I didn’t set out to write a ghost story, and yet somehow The Year of the Gadfly became one. The apparition of a famous dead journalist counsels my reporter-heroine. A secret chamber in the school basement is thought to be haunted. And a group of young artists use an Ouija board to conjure up the spirit of a dead boy.
This last detail was inspired by a specific occurrence my junior year of high school, in which my Latin class decided to practice the ancient tradition of Sortes Vergilianae, or the “Lottery of Vergil.” According to legend, the Aeneid could be used to divine the future. It had worked for a handful of Roman emperors who’d predicted their rise to power in the book’s pages. Maybe, my classmates thought, the Aeneid could shed light on where we’d get into college or whom we’d end up taking to prom. My boyfriend Ben thought the game was silly. What could a book written over a thousand years before reveal about his future?
We didn’t know how the Sortes Vergilianae was meant to go, so we resorted to holding a kind of séance. We shut off the classroom lights, drew the shades, and sat knee-to-knee in a circle on the floor, holding hands. I was surprised that Ben, skeptic that he was, agreed to go first. He closed his eyes, opened the Aeneid to a random page, and pointed at the text. Then he opened his eyes and read. He’d chosen Book 6, set in Hades—the underworld. Specifically, Ben picked the passage about a boy who dies at the age of 19.
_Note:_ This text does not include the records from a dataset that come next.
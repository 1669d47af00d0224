//! Configuration loading from TOML.
//!
//! Reads `config.toml` and deserializes into strongly-typed structs. Every
//! field has a default, so a partial file (or none at all) is valid. The
//! optimizer settings form one [`OptimizerConfig`] that is validated once and
//! then handed by value to each pipeline component.

use anyhow::{Context, Result};
use serde::{Deserialize, Serialize};
use std::fs;

use crate::types::{OptimizationMetric, Position, StackerError};

/// Tolerance used when checking that the quality weights sum to one.
pub const WEIGHT_SUM_TOLERANCE: f64 = 1e-9;

/// Top-level application configuration.
#[derive(Debug, Deserialize, Clone, Default)]
#[serde(default)]
pub struct AppConfig {
    pub optimizer: OptimizerConfig,
    pub input: InputConfig,
    pub output: OutputConfig,
}

/// Where the binary reads its player pool from. Either a pre-joined pool
/// file, or a projections file plus a salaries file to be joined.
#[derive(Debug, Deserialize, Clone, Default)]
#[serde(default)]
pub struct InputConfig {
    pub pool_path: Option<String>,
    pub projections_path: Option<String>,
    pub salaries_path: Option<String>,
}

#[derive(Debug, Deserialize, Clone)]
#[serde(default)]
pub struct OutputConfig {
    pub json_path: String,
    /// Flat lineup table; skipped when unset.
    pub xlsx_path: Option<String>,
}

impl Default for OutputConfig {
    fn default() -> Self {
        Self {
            json_path: "stacker_lineups.json".to_string(),
            xlsx_path: Some("stacker_lineups.xlsx".to_string()),
        }
    }
}

// ---------------------------------------------------------------------------
// Optimizer configuration
// ---------------------------------------------------------------------------

/// Every tunable of the optimizer.
#[derive(Debug, Clone, PartialEq, Serialize, Deserialize)]
#[serde(default)]
pub struct OptimizerConfig {
    /// Requested optimization metric; may fall back to `projected`.
    pub metric: OptimizationMetric,
    /// Number of lineups to output.
    pub target_lineups: usize,
    pub roster: RosterRules,
    pub stacks: StackRules,
    pub diversity: DiversityBand,
    pub weights: QualityWeights,
    pub quality: QualityRules,
    pub search: SearchLimits,
    pub exposure: ExposureRules,
}

impl Default for OptimizerConfig {
    fn default() -> Self {
        Self {
            metric: OptimizationMetric::Projected,
            target_lineups: 24,
            roster: RosterRules::default(),
            stacks: StackRules::default(),
            diversity: DiversityBand::default(),
            weights: QualityWeights::default(),
            quality: QualityRules::default(),
            search: SearchLimits::default(),
            exposure: ExposureRules::default(),
        }
    }
}

/// Hard lineup constraints.
#[derive(Debug, Clone, PartialEq, Serialize, Deserialize)]
#[serde(default)]
pub struct RosterRules {
    pub salary_cap: u32,
    /// Minimum fraction of the cap a lineup must spend.
    pub min_salary_utilization: f64,
    pub max_players_per_team: usize,
    pub min_distinct_teams: usize,
    /// At least one non-DST player must cost this much or less.
    pub cheap_player_salary: u32,
}

impl Default for RosterRules {
    fn default() -> Self {
        Self {
            salary_cap: 50_000,
            min_salary_utilization: 0.96,
            max_players_per_team: 3,
            min_distinct_teams: 4,
            cheap_player_salary: 4_000,
        }
    }
}

impl RosterRules {
    /// Lowest total salary a valid lineup may have.
    pub fn utilization_floor(&self) -> u32 {
        // Small epsilon so 0.96 * 50_000 lands on 48_000, not 48_001.
        let floor = (self.salary_cap as f64 * self.min_salary_utilization - 1e-6).ceil();
        floor.max(0.0) as u32
    }
}

/// Stack search settings.
#[derive(Debug, Clone, PartialEq, Serialize, Deserialize)]
#[serde(default)]
pub struct StackRules {
    pub min_salary: u32,
    pub max_salary: u32,
    /// Ranked stacks kept after filtering.
    pub max_candidates: usize,
    /// Seeds taken from the top of the combined-score ranking.
    pub seeds_by_score: usize,
    /// Seeds taken from the top of the value-ratio ranking.
    pub seeds_by_value: usize,
    /// Skip a DST whose team faces the stack's quarterback.
    pub avoid_opposing_dst: bool,
}

impl Default for StackRules {
    fn default() -> Self {
        Self {
            min_salary: 10_000,
            max_salary: 15_000,
            max_candidates: 20,
            seeds_by_score: 2,
            seeds_by_value: 2,
            avoid_opposing_dst: true,
        }
    }
}

impl StackRules {
    pub fn in_band(&self, salary: u32) -> bool {
        (self.min_salary..=self.max_salary).contains(&salary)
    }
}

/// Team-count band that earns full diversity credit.
#[derive(Debug, Clone, PartialEq, Serialize, Deserialize)]
#[serde(default)]
pub struct DiversityBand {
    pub min_teams: usize,
    pub max_teams: usize,
    /// Credit lost per team outside the band.
    pub falloff_per_team: f64,
}

impl Default for DiversityBand {
    fn default() -> Self {
        Self {
            min_teams: 5,
            max_teams: 7,
            falloff_per_team: 0.35,
        }
    }
}

/// Component weights of the lineup quality score. Must sum to 1.0.
#[derive(Debug, Clone, Copy, PartialEq, Serialize, Deserialize)]
#[serde(default)]
pub struct QualityWeights {
    pub primary: f64,
    pub salary_utilization: f64,
    pub salary_efficiency: f64,
    pub team_diversity: f64,
    pub flex_quality: f64,
    pub upside: f64,
}

impl Default for QualityWeights {
    fn default() -> Self {
        Self {
            primary: 0.65,
            salary_utilization: 0.15,
            salary_efficiency: 0.05,
            team_diversity: 0.05,
            flex_quality: 0.05,
            upside: 0.05,
        }
    }
}

impl QualityWeights {
    pub fn as_array(&self) -> [f64; 6] {
        [
            self.primary,
            self.salary_utilization,
            self.salary_efficiency,
            self.team_diversity,
            self.flex_quality,
            self.upside,
        ]
    }

    pub fn total(&self) -> f64 {
        self.as_array().iter().sum()
    }
}

/// Non-weight quality parameters.
#[derive(Debug, Clone, PartialEq, Serialize, Deserialize)]
#[serde(default)]
pub struct QualityRules {
    /// FLEX preference per position.
    pub flex_wr: f64,
    pub flex_rb: f64,
    pub flex_te: f64,
    /// Average upside (points per player) that earns full upside credit.
    pub upside_scale: f64,
}

impl Default for QualityRules {
    fn default() -> Self {
        Self {
            flex_wr: 1.0,
            flex_rb: 0.6,
            flex_te: 0.3,
            upside_scale: 10.0,
        }
    }
}

impl QualityRules {
    pub fn flex_preference(&self, position: Position) -> f64 {
        match position {
            Position::WR => self.flex_wr,
            Position::RB => self.flex_rb,
            Position::TE => self.flex_te,
            Position::QB | Position::DST => 0.0,
        }
    }
}

/// Bounds on the lineup search.
#[derive(Debug, Clone, PartialEq, Serialize, Deserialize)]
#[serde(default)]
pub struct SearchLimits {
    /// Ranked candidates tried per slot before backtracking.
    pub candidate_width: usize,
    /// Search nodes one build may expand before giving up.
    pub max_nodes_per_build: usize,
    /// Extra build attempts (wider search, soft rules dropped) per candidate.
    pub max_retries: u32,
    /// Distinct lineups requested from each seed stack.
    pub lineups_per_seed: usize,
    /// Rounds of the salary-upgrade pass.
    pub upgrade_passes: usize,
    /// Wall-clock bound for the whole search.
    pub time_limit_ms: Option<u64>,
    /// Search seeds on the rayon pool.
    pub parallel: bool,
}

impl Default for SearchLimits {
    fn default() -> Self {
        Self {
            candidate_width: 10,
            max_nodes_per_build: 10_000,
            max_retries: 2,
            lineups_per_seed: 18,
            upgrade_passes: 3,
            time_limit_ms: None,
            parallel: true,
        }
    }
}

#[derive(Debug, Clone, PartialEq, Default, Serialize, Deserialize)]
#[serde(default)]
pub struct ExposureRules {
    /// Maximum fraction of output lineups any one player may appear in.
    pub max_exposure: Option<f64>,
}

impl OptimizerConfig {
    /// Reject settings that cannot describe a coherent search.
    pub fn validate(&self) -> Result<(), StackerError> {
        let fail = |msg: String| Err(StackerError::InvalidConfig(msg));

        let weights = self.weights.as_array();
        if weights.iter().any(|w| !w.is_finite() || *w < 0.0) {
            return fail(format!("quality weights must be non-negative: {weights:?}"));
        }
        let total = self.weights.total();
        if (total - 1.0).abs() > WEIGHT_SUM_TOLERANCE {
            return fail(format!("quality weights must sum to 1.0, got {total}"));
        }

        let roster = &self.roster;
        if roster.salary_cap == 0 {
            return fail("salary cap must be positive".into());
        }
        if !(roster.min_salary_utilization > 0.0 && roster.min_salary_utilization <= 1.0) {
            return fail(format!(
                "min_salary_utilization must be in (0, 1], got {}",
                roster.min_salary_utilization
            ));
        }
        if roster.max_players_per_team < 2 {
            return fail("max_players_per_team must allow a two-player stack".into());
        }
        if roster.min_distinct_teams > crate::types::Slot::COUNT {
            return fail(format!(
                "min_distinct_teams {} exceeds roster size",
                roster.min_distinct_teams
            ));
        }

        if self.stacks.min_salary > self.stacks.max_salary {
            return fail(format!(
                "stack salary band is inverted: {}..{}",
                self.stacks.min_salary, self.stacks.max_salary
            ));
        }
        if self.stacks.seeds_by_score + self.stacks.seeds_by_value == 0 {
            return fail("at least one seed stack is required".into());
        }

        if self.diversity.min_teams > self.diversity.max_teams {
            return fail(format!(
                "diversity band is inverted: {}..{}",
                self.diversity.min_teams, self.diversity.max_teams
            ));
        }
        if self.diversity.falloff_per_team < 0.0 {
            return fail("diversity falloff must be non-negative".into());
        }
        if self.quality.upside_scale <= 0.0 {
            return fail("upside_scale must be positive".into());
        }

        if self.target_lineups == 0 {
            return fail("target_lineups must be at least 1".into());
        }
        if self.search.candidate_width == 0 {
            return fail("candidate_width must be at least 1".into());
        }
        if self.search.max_nodes_per_build == 0 {
            return fail("max_nodes_per_build must be at least 1".into());
        }
        if self.search.lineups_per_seed == 0 {
            return fail("lineups_per_seed must be at least 1".into());
        }
        if let Some(max) = self.exposure.max_exposure {
            if !(max > 0.0 && max <= 1.0) {
                return fail(format!("max_exposure must be in (0, 1], got {max}"));
            }
        }

        Ok(())
    }
}

impl AppConfig {
    /// Load configuration from a TOML file and validate the optimizer section.
    pub fn load(path: &str) -> Result<Self> {
        let contents = fs::read_to_string(path)
            .with_context(|| format!("Failed to read config file: {path}"))?;
        Self::from_toml(&contents).with_context(|| format!("Invalid config file: {path}"))
    }

    pub fn from_toml(contents: &str) -> Result<Self> {
        let config: AppConfig = toml::from_str(contents).context("Failed to parse config")?;
        config.optimizer.validate()?;
        Ok(config)
    }
}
I don’t remember any of the other passages we chose that day. I only remember Ben’s, because only a few months later, he was killed in a car accident. In some strange and horrible way, the Sortes Vergilianae had worked. It fulfilled its promise of revealing Ben’s future. Not that Ben would have given credence to what was simply coincidence. Moreover, he’d have argued, the boy in the book died at 19. He was only 17. Still, I wondered if by turning the Sortes Vergilianae into a séance, we had called up a ghost—somehow pushed Ben toward the underworld before his time.
I know ghosts do not exist in the real world. But I think it was inevitable that after Ben’s death, ghosts would come to populate the world of my imagination. The presence of these spiritual forces in Gadfly—both the walking, talking ghosts and the haunting specter of the past—is my attempt to account for, or at least understand, what happened that day in the Latin classroom. I’d like to see the world through Ben’s skeptical eye, and yet I’m struck daily with the truth of Vergil’s Lottery. How it defined Ben’s future, and mine, in so many inescapable ways.
Jennifer Miller, the author of Inheriting the Holy Land: An American’s Search for Hope in the Middle East, holds a BA from Brown University, an MS in Journalism from Columbia, and an MFA in fiction writing at Columbia. Her work has been published in the New York Times, Marie Claire, Men's Health, the Christian Science Monitor, Salon.com, and others. She is a native of Washington, DC and currently lives in Brooklyn with all the other writers.